NeMo Curator provides flexible export options for processed datasets:

```python
from nemo_curator.stages.text.io.writer import JsonlWriter, ParquetWriter

# Add writers to pipeline after processing stages
pipeline.add_stage(JsonlWriter(path="output_directory/"))
# or
pipeline.add_stage(ParquetWriter(path="output_directory/"))
```

## Common Loading Patterns

### Multi-Source Data

```python
# Combine multiple directories with same reader type
reader = JsonlReader(file_paths=[
    "dataset_v1/",
    "dataset_v2/", 
    "additional_data/"
])
```

<Note>
  You cannot combine different reader types (`JsonlReader` + `ParquetReader`)  in the same pipeline stage.
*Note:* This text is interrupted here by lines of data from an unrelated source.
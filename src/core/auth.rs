use chrono::Utc;
use http::header::AUTHORIZATION;
use http::HeaderMap;
use jsonwebtoken::{decode, encode, Algorithm, DecodingKey, EncodingKey, Header, Validation};
use serde::{Deserialize, Serialize};
use tracing::debug;

use super::config::AuthConfig;
use super::error::AuthError;
use super::types::UserId;

/// Issuer stamped on every access token.
pub const TOKEN_ISSUER: &str = "tubely-access";

/// Validates a bearer token and resolves the caller's identity.
///
/// Kept synchronous and object-safe so handlers can hold it as
/// `Arc<dyn TokenValidator>` and tests can swap in a fixed identity.
pub trait TokenValidator: Send + Sync {
    fn validate_token(&self, token: &str) -> Result<UserId, AuthError>;
}

/// Access token claims.
#[derive(Debug, Clone, Serialize, Deserialize)]
pub struct Claims {
    pub iss: String,
    pub sub: String,
    pub iat: i64,
    pub exp: i64,
}

/// HS256 JWT issuer and validator.
pub struct JwtAuthenticator {
    encoding: EncodingKey,
    decoding: DecodingKey,
    token_ttl_secs: u64,
}

impl std::fmt::Debug for JwtAuthenticator {
    fn fmt(&self, f: &mut std::fmt::Formatter<'_>) -> std::fmt::Result {
        f.debug_struct("JwtAuthenticator")
            .field("secret", &"[REDACTED]")
            .field("token_ttl_secs", &self.token_ttl_secs)
            .finish()
    }
}

impl JwtAuthenticator {
    pub fn new(config: &AuthConfig) -> Self {
        Self {
            encoding: EncodingKey::from_secret(config.jwt_secret.as_bytes()),
            decoding: DecodingKey::from_secret(config.jwt_secret.as_bytes()),
            token_ttl_secs: config.token_ttl_secs,
        }
    }

    /// Issue an access token for `user_id`, valid for the configured TTL.
    pub fn issue_token(&self, user_id: UserId) -> Result<String, AuthError> {
        let now = Utc::now().timestamp();
        let claims = Claims {
            iss: TOKEN_ISSUER.to_string(),
            sub: user_id.to_string(),
            iat: now,
            exp: now + self.token_ttl_secs as i64,
        };
        encode(&Header::new(Algorithm::HS256), &claims, &self.encoding).map_err(|e| {
            AuthError::IssueFailed {
                reason: e.to_string(),
            }
        })
    }
}

impl TokenValidator for JwtAuthenticator {
    fn validate_token(&self, token: &str) -> Result<UserId, AuthError> {
        let mut validation = Validation::new(Algorithm::HS256);
        validation.set_issuer(&[TOKEN_ISSUER]);
        validation.leeway = 0;

        let data = decode::<Claims>(token, &self.decoding, &validation).map_err(|e| {
            debug!(error = %e, "token rejected");
            AuthError::InvalidToken {
                reason: e.to_string(),
            }
        })?;

        data.claims
            .sub
            .parse::<UserId>()
            .map_err(|e| AuthError::InvalidToken {
                reason: format!("invalid subject: {}", e),
            })
    }
}

/// Extract the bearer token from an `Authorization` header.
///
/// The scheme match is case-insensitive; an empty token counts as missing.
pub fn bearer_token(headers: &HeaderMap) -> Result<&str, AuthError> {
    let value = headers
        .get(AUTHORIZATION)
        .and_then(|v| v.to_str().ok())
        .ok_or(AuthError::MissingToken)?;

    let (scheme, token) = value.split_once(' ').ok_or(AuthError::MissingToken)?;
    if !scheme.eq_ignore_ascii_case("bearer") {
        return Err(AuthError::MissingToken);
    }
    let token = token.trim();
    if token.is_empty() {
        return Err(AuthError::MissingToken);
    }
    Ok(token)
}

#[cfg(test)]
mod tests {
    use super::*;
    use http::HeaderValue;

    fn authenticator(secret: &str) -> JwtAuthenticator {
        JwtAuthenticator::new(&AuthConfig {
            jwt_secret: secret.to_string(),
            token_ttl_secs: 60,
        })
    }

    #[test]
    fn test_issue_then_validate() {
        let auth = authenticator("secret");
        let user = UserId::new();
        let token = auth.issue_token(user).unwrap();
        assert_eq!(auth.validate_token(&token).unwrap(), user);
    }

    #[test]
    fn test_wrong_secret_rejected() {
        let token = authenticator("one").issue_token(UserId::new()).unwrap();
        let err = authenticator("two").validate_token(&token).unwrap_err();
        assert!(matches!(err, AuthError::InvalidToken { .. }));
    }

    #[test]
    fn test_expired_token_rejected() {
        let auth = authenticator("secret");
        let now = Utc::now().timestamp();
        let claims = Claims {
            iss: TOKEN_ISSUER.to_string(),
            sub: UserId::new().to_string(),
            iat: now - 120,
            exp: now - 60,
        };
        let token = encode(
            &Header::new(Algorithm::HS256),
            &claims,
            &EncodingKey::from_secret(b"secret"),
        )
        .unwrap();
        assert!(auth.validate_token(&token).is_err());
    }

    #[test]
    fn test_foreign_issuer_rejected() {
        let auth = authenticator("secret");
        let now = Utc::now().timestamp();
        let claims = Claims {
            iss: "someone-else".to_string(),
            sub: UserId::new().to_string(),
            iat: now,
            exp: now + 60,
        };
        let token = encode(
            &Header::new(Algorithm::HS256),
            &claims,
            &EncodingKey::from_secret(b"secret"),
        )
        .unwrap();
        assert!(auth.validate_token(&token).is_err());
    }

    #[test]
    fn test_garbage_token_rejected() {
        assert!(authenticator("secret").validate_token("not.a.jwt").is_err());
    }

    #[test]
    fn test_bearer_token_extraction() {
        let mut headers = HeaderMap::new();
        assert!(matches!(bearer_token(&headers), Err(AuthError::MissingToken)));

        headers.insert(AUTHORIZATION, HeaderValue::from_static("Bearer abc.def"));
        assert_eq!(bearer_token(&headers).unwrap(), "abc.def");

        headers.insert(AUTHORIZATION, HeaderValue::from_static("bearer xyz"));
        assert_eq!(bearer_token(&headers).unwrap(), "xyz");

        headers.insert(AUTHORIZATION, HeaderValue::from_static("Basic dXNlcg=="));
        assert!(bearer_token(&headers).is_err());

        headers.insert(AUTHORIZATION, HeaderValue::from_static("Bearer "));
        assert!(bearer_token(&headers).is_err());
    }
}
For different file types, you would need to create a new `CustomReader` from the underlying `BaseReader` that can read based on different extensions provided.
</Note>

## Remote Data Sources

This page focuses on loading text data from **local files** using `JsonlReader` and `ParquetReader`. Both readers support remote storage locations (Amazon S3, Azure) when you provide remote file paths.

For downloading and processing data from **remote sources** like ArXiv, Common Crawl, and Wikipedia, refer to the [Data Acquisition Concepts ](/about/concepts/text/data/acquisition) page which covers:

* **URLGenerator, DocumentDownloader, DocumentIterator, DocumentExtractor** components
* **Built-in support** for Common Crawl, ArXiv, Wikipedia, and custom sources
* **Integration patterns** with pipeline-based processing
* **Configuration and scaling** strategies

The data acquisition process produces standardized output that integrates seamlessly with the pipeline-based loading concepts described on this page.